Record extracts:
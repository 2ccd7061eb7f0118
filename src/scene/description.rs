//! JSON scene description
//!
//! One file holds everything a scene needs: the SDF brushes and volume, the
//! optional fluid domain with its emitters, rasterized boxes and the
//! initial camera.

use std::path::Path;

use glam::{UVec3, Vec3};
use serde::{Deserialize, Serialize};

use crate::core::camera::Camera;
use crate::core::error::Error;
use crate::core::types::Result;
use crate::fluid::emitter::{CubeEmitter, FluidEmitter};
use crate::fluid::params::FluidDomain;
use crate::frame::opaque::OpaqueBox;
use crate::math::Aabb;
use crate::sdf::brush::Brush;
use crate::sdf::scene::SdfScene;

/// Initial camera placement
#[derive(Clone, Debug, PartialEq, Serialize, Deserialize)]
#[serde(default)]
pub struct CameraPose {
    pub position: Vec3,
    pub target: Vec3,
    /// Vertical field of view in degrees
    pub fov_y: f32,
}

impl Default for CameraPose {
    fn default() -> Self {
        Self {
            position: Vec3::new(0.0, -24.0, 8.0),
            target: Vec3::ZERO,
            fov_y: 60.0,
        }
    }
}

impl CameraPose {
    pub fn camera(&self, aspect: f32) -> Camera {
        let mut camera = Camera::new(self.position, self.fov_y, aspect);
        camera.point_at(self.target, Vec3::Z);
        camera
    }
}

#[derive(Clone, Debug, Serialize, Deserialize)]
pub struct SceneDescription {
    #[serde(default)]
    pub name: String,
    pub sdf: SdfScene,
    /// Fluid domain; no physics runs without one
    #[serde(default)]
    pub physics: Option<FluidDomain>,
    #[serde(default)]
    pub emitters: Vec<FluidEmitter>,
    #[serde(default)]
    pub opaque: Vec<OpaqueBox>,
    #[serde(default)]
    pub camera: CameraPose,
}

impl SceneDescription {
    pub fn new(name: impl Into<String>, sdf: SdfScene) -> Self {
        Self {
            name: name.into(),
            sdf,
            physics: None,
            emitters: Vec::new(),
            opaque: Vec::new(),
            camera: CameraPose::default(),
        }
    }

    pub fn from_json(json: &str) -> Result<Self> {
        let scene: Self = serde_json::from_str(json)?;
        scene.validate()?;
        Ok(scene)
    }

    pub fn load(path: &Path) -> Result<Self> {
        let json = std::fs::read_to_string(path)?;
        let scene = Self::from_json(&json)?;
        log::info!(
            "loaded scene '{}' from {}: {} brushes, {} emitters",
            scene.name,
            path.display(),
            scene.sdf.brushes.len(),
            scene.emitters.len()
        );
        Ok(scene)
    }

    pub fn save(&self, path: &Path) -> Result<()> {
        let json = serde_json::to_string_pretty(self)?;
        if let Some(parent) = path.parent() {
            std::fs::create_dir_all(parent)?;
        }
        std::fs::write(path, json)?;
        Ok(())
    }

    /// Reject shapes the GPU pipelines cannot load
    pub fn validate(&self) -> Result<()> {
        self.sdf.validate()?;
        if let Some(domain) = &self.physics {
            if !(domain.grid_spacing.is_finite() && domain.grid_spacing > 0.0) {
                return Err(Error::Scene(format!(
                    "fluid grid spacing {} must be positive",
                    domain.grid_spacing
                )));
            }
        }
        if let Some(domain) = &self.physics {
            let bounds = domain.bounds();
            for emitter in &self.emitters {
                if let FluidEmitter::Cube(cube) = emitter {
                    if !bounds.intersects(&Aabb::new(cube.min.min(cube.max), cube.min.max(cube.max))) {
                        log::warn!("scene '{}': cube emitter at {} lies outside the fluid grid", self.name, cube.min);
                    }
                }
            }
        }
        if self.physics.is_none() && !self.emitters.is_empty() {
            log::warn!("scene '{}' has emitters but no physics domain; they are ignored", self.name);
        }
        Ok(())
    }

    /// Built-in scene: a few brushes over a floor, with a fluid source
    pub fn demo() -> Self {
        let sdf = SdfScene::centered(UVec3::new(128, 128, 64), Vec3::new(0.0, 0.0, 4.0), 0.25)
            .with_brush(Brush::cube(Vec3::new(0.0, 0.0, -3.5), Vec3::new(30.0, 30.0, 1.0), 0))
            .with_brush(Brush::sphere(Vec3::new(-4.0, 2.0, 0.5), 3.0, 1))
            .with_brush(Brush::cube(Vec3::new(5.0, -1.0, 0.0), Vec3::new(3.0, 3.0, 5.0), 3))
            .with_brush(Brush::sphere(Vec3::new(2.0, 6.0, -1.0), 1.5, 4));

        let mut scene = Self::new("demo", sdf);
        let mut domain = FluidDomain::centered(Vec3::new(0.0, 0.0, 4.0), 0.25);
        domain.kill_z = Some(-6.0);
        scene.physics = Some(domain);
        scene.emitters.push(FluidEmitter::Cube(
            CubeEmitter::from_offset_size(Vec3::new(-1.0, -1.0, 9.0), Vec3::new(2.0, 2.0, 1.0))
                .with_velocity(Vec3::new(0.0, 0.0, -1.0), Vec3::ZERO)
                .with_flux(600.0),
        ));
        scene.opaque.push(OpaqueBox::new(Vec3::new(8.0, 6.0, -3.0), Vec3::new(10.0, 8.0, 1.0), 2));
        scene
    }
}

#[cfg(test)]
mod tests {
    use super::*;

    #[test]
    fn test_minimal_json() {
        let json = r#"{
            "sdf": {
                "size": [64, 64, 64],
                "grid_size": 0.25,
                "brushes": { "brushes": [] }
            }
        }"#;
        let scene = SceneDescription::from_json(json).unwrap();
        assert!(scene.physics.is_none());
        assert!(scene.emitters.is_empty());
        assert_eq!(scene.camera, CameraPose::default());
        assert!(scene.sdf.is_empty());
    }

    #[test]
    fn test_physics_defaults() {
        let json = r#"{
            "sdf": { "size": [64, 64, 64], "grid_size": 1.0 },
            "physics": { "kill_z": -5.0 },
            "emitters": [{ "type": "Cube", "min": [0, 0, 0], "max": [1, 1, 1] }]
        }"#;
        let scene = SceneDescription::from_json(json).unwrap();
        let domain = scene.physics.unwrap();
        assert_eq!(domain.gravity, Vec3::new(0.0, 0.0, -9.8));
        assert_eq!(domain.grid_spacing, 1.0);
        assert_eq!(domain.kill_z, Some(-5.0));
        assert_eq!(scene.emitters.len(), 1);
    }

    #[test]
    fn test_invalid_scene_is_rejected() {
        let json = r#"{ "sdf": { "size": [60, 64, 64], "grid_size": 1.0 } }"#;
        assert!(matches!(SceneDescription::from_json(json), Err(Error::Scene(_))));

        let json = r#"{ "sdf": { "size": [64, 64, 64], "grid_size": 1.0 }, "physics": { "grid_spacing": 0.0 } }"#;
        assert!(matches!(SceneDescription::from_json(json), Err(Error::Scene(_))));

        assert!(matches!(SceneDescription::from_json("{"), Err(Error::Config(_))));
    }

    #[test]
    fn test_demo_round_trip() {
        let dir = tempfile::tempdir().unwrap();
        let path = dir.path().join("scenes").join("demo.json");
        let demo = SceneDescription::demo();
        demo.validate().unwrap();
        demo.save(&path).unwrap();

        let loaded = SceneDescription::load(&path).unwrap();
        assert_eq!(loaded.name, "demo");
        assert_eq!(loaded.sdf.brushes.len(), demo.sdf.brushes.len());
        assert_eq!(loaded.physics, demo.physics);
        assert_eq!(loaded.emitters, demo.emitters);
        assert_eq!(loaded.opaque, demo.opaque);
    }

    #[test]
    fn test_camera_pose_looks_at_target() {
        let pose = CameraPose::default();
        let camera = pose.camera(1.5);
        let expected = (pose.target - pose.position).normalize();
        assert!(camera.forward().dot(expected) > 0.999);
        assert_eq!(camera.aspect, 1.5);
    }
}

Problem:
What is needed is the full listing, reproduced exactly.

Reply:
repository 2ccd7061eb7f0118
filename src/scene/description.rs
//! JSON scene description
//!
//! One file holds everything a scene needs: the SDF brushes and volume, the
//! optional fluid domain with its emitters, rasterized boxes and the
//! initial camera.

use std::path::Path;

use glam::{UVec3, Vec3};
use serde::{Deserialize, Serialize};

use crate::core::camera::Camera;
use crate::core::error::Error;
use crate::core::types::Result;
use crate::fluid::emitter::{CubeEmitter, FluidEmitter};
use crate::fluid::params::FluidDomain;
use crate::frame::opaque::OpaqueBox;
use crate::math::Aabb;
use crate::sdf::brush::Brush;
use crate::sdf::scene::SdfScene;

/// Initial camera placement
#[derive(Clone, Debug, PartialEq, Serialize, Deserialize)]
#[serde(default)]
pub struct CameraPose {
    pub position: Vec3,
    pub target: Vec3,
    /// Vertical field of view in degrees
    pub fov_y: f32,
}

impl Default for CameraPose {
    fn default() -> Self {
        Self {
            position: Vec3::new(0.0, -24.0, 8.0),
            target: Vec3::ZERO,
            fov_y: 60.0,
        }
    }
}

impl CameraPose {
    pub fn camera(&self, aspect: f32) -> Camera {
        let mut camera = Camera::new(self.position, self.fov_y, aspect);
        camera.point_at(self.target, Vec3::Z);
        camera
    }
}

#[derive(Clone, Debug, Serialize, Deserialize)]
pub struct SceneDescription {
    #[serde(default)]
    pub name: String,
    pub sdf: SdfScene,
    /// Fluid domain; no physics runs without one
    #[serde(default)]
    pub physics: Option<FluidDomain>,
    #[serde(default)]
    pub emitters: Vec<FluidEmitter>,
    #[serde(default)]
    pub opaque: Vec<OpaqueBox>,
    #[serde(default)]
    pub camera: CameraPose,
}

impl SceneDescription {
    pub fn new(name: impl Into<String>, sdf: SdfScene) -> Self {
        Self {
            name: name.into(),
            sdf,
            physics: None,
            emitters: Vec::new(),
            opaque: Vec::new(),
            camera: CameraPose::default(),
        }
    }

    pub fn from_json(json: &str) -> Result<Self> {
        let scene: Self = serde_json::from_str(json)?;
        scene.validate()?;
        Ok(scene)
    }

    pub fn load(path: &Path) -> Result<Self> {
        let json = std::fs::read_to_string(path)?;
        let scene = Self::from_json(&json)?;
        log::info!(
            "loaded scene '{}' from {}: {} brushes, {} emitters",
            scene.name,
            path.display(),
            scene.sdf.brushes.len(),
            scene.emitters.len()
        );
        Ok(scene)
    }

    pub fn save(&self, path: &Path) -> Result<()> {
        let json = serde_json::to_string_pretty(self)?;
        if let Some(parent) = path.parent() {
            std::fs::create_dir_all(parent)?;
        }
        std::fs::write(path, json)?;
        Ok(())
    }

    /// Reject shapes the GPU pipelines cannot load
    pub fn validate(&self) -> Result<()> {
        self.sdf.validate()?;
        if let Some(domain) = &self.physics {
            if !(domain.grid_spacing.is_finite() && domain.grid_spacing > 0.0) {
                return Err(Error::Scene(format!(
                    "fluid grid spacing {} must be positive",
                    domain.grid_spacing
                )));
            }
        }
        if let Some(domain) = &self.physics {
            let bounds = domain.bounds();
            for emitter in &self.emitters {
                if let FluidEmitter::Cube(cube) = emitter {
                    if !bounds.intersects(&Aabb::new(cube.min.min(cube.max), cube.min.max(cube.max))) {
                        log::warn!("scene '{}': cube emitter at {} lies outside the fluid grid", self.name, cube.min);
                    }
                }
            }
        }
        if self.physics.is_none() && !self.emitters.is_empty() {
            log::warn!("scene '{}' has emitters but no physics domain; they are ignored", self.name);
        }
        Ok(())
    }

    /// Built-in scene: a few brushes over a floor, with a fluid source
    pub fn demo() -> Self {
        let sdf = SdfScene::centered(UVec3::new(128, 128, 64), Vec3::new(0.0, 0.0, 4.0), 0.25)
            .with_brush(Brush::cube(Vec3::new(0.0, 0.0, -3.5), Vec3::new(30.0, 30.0, 1.0), 0))
            .with_brush(Brush::sphere(Vec3::new(-4.0, 2.0, 0.5), 3.0, 1))
            .with_brush(Brush::cube(Vec3::new(5.0, -1.0, 0.0), Vec3::new(3.0, 3.0, 5.0), 3))
            .with_brush(Brush::sphere(Vec3::new(2.0, 6.0, -1.0), 1.5, 4));

        let mut scene = Self::new("demo", sdf);
        let mut domain = FluidDomain::centered(Vec3::new(0.0, 0.0, 4.0), 0.25);
        domain.kill_z = Some(-6.0);
        scene.physics = Some(domain);
        scene.emitters.push(FluidEmitter::Cube(
            CubeEmitter::from_offset_size(Vec3::new(-1.0, -1.0, 9.0), Vec3::new(2.0, 2.0, 1.0))
                .with_velocity(Vec3::new(0.0, 0.0, -1.0), Vec3::ZERO)
                .with_flux(600.0),
        ));
        scene.opaque.push(OpaqueBox::new(Vec3::new(8.0, 6.0, -3.0), Vec3::new(10.0, 8.0, 1.0), 2));
        scene
    }
}

#[cfg(test)]
mod tests {
    use super::*;

    #[test]
    fn test_minimal_json() {
        let json = r#"{
            "sdf": {
                "size": [64, 64, 64],
                "grid_size": 0.25,
                "brushes": { "brushes": [] }
            }
        }"#;
        let scene = SceneDescription::from_json(json).unwrap();
        assert!(scene.physics.is_none());
        assert!(scene.emitters.is_empty());
        assert_eq!(scene.camera, CameraPose::default());
        assert!(scene.sdf.is_empty());
    }

    #[test]
    fn test_physics_defaults() {
        let json = r#"{
            "sdf": { "size": [64, 64, 64], "grid_size": 1.0 },
            "physics": { "kill_z": -5.0 },
            "emitters": [{ "type": "Cube", "min": [0, 0, 0], "max": [1, 1, 1] }]
        }"#;
        let scene = SceneDescription::from_json(json).unwrap();
        let domain = scene.physics.unwrap();
        assert_eq!(domain.gravity, Vec3::new(0.0, 0.0, -9.8));
        assert_eq!(domain.grid_spacing, 1.0);
        assert_eq!(domain.kill_z, Some(-5.0));
        assert_eq!(scene.emitters.len(), 1);
    }

    #[test]
    fn test_invalid_scene_is_rejected() {
        let json = r#"{ "sdf": { "size": [60, 64, 64], "grid_size": 1.0 } }"#;
        assert!(matches!(SceneDescription::from_json(json), Err(Error::Scene(_))));

        let json = r#"{ "sdf": { "size": [64, 64, 64], "grid_size": 1.0 }, "physics": { "grid_spacing": 0.0 } }"#;
        assert!(matches!(SceneDescription::from_json(json), Err(Error::Scene(_))));

        assert!(matches!(SceneDescription::from_json("{"), Err(Error::Config(_))));
    }

    #[test]
    fn test_demo_round_trip() {
        let dir = tempfile::tempdir().unwrap();
        let path = dir.path().join("scenes").join("demo.json");
        let demo = SceneDescription::demo();
        demo.validate().unwrap();
        demo.save(&path).unwrap();

        let loaded = SceneDescription::load(&path).unwrap();
        assert_eq!(loaded.name, "demo");
        assert_eq!(loaded.sdf.brushes.len(), demo.sdf.brushes.len());
        assert_eq!(loaded.physics, demo.physics);
        assert_eq!(loaded.emitters, demo.emitters);
        assert_eq!(loaded.opaque, demo.opaque);
    }

    #[test]
    fn test_camera_pose_looks_at_target() {
        let pose = CameraPose::default();
        let camera = pose.camera(1.5);
        let expected = (pose.target - pose.position).normalize();
        assert!(camera.forward().dot(expected) > 0.999);
        assert_eq!(camera.aspect, 1.5);
    }
}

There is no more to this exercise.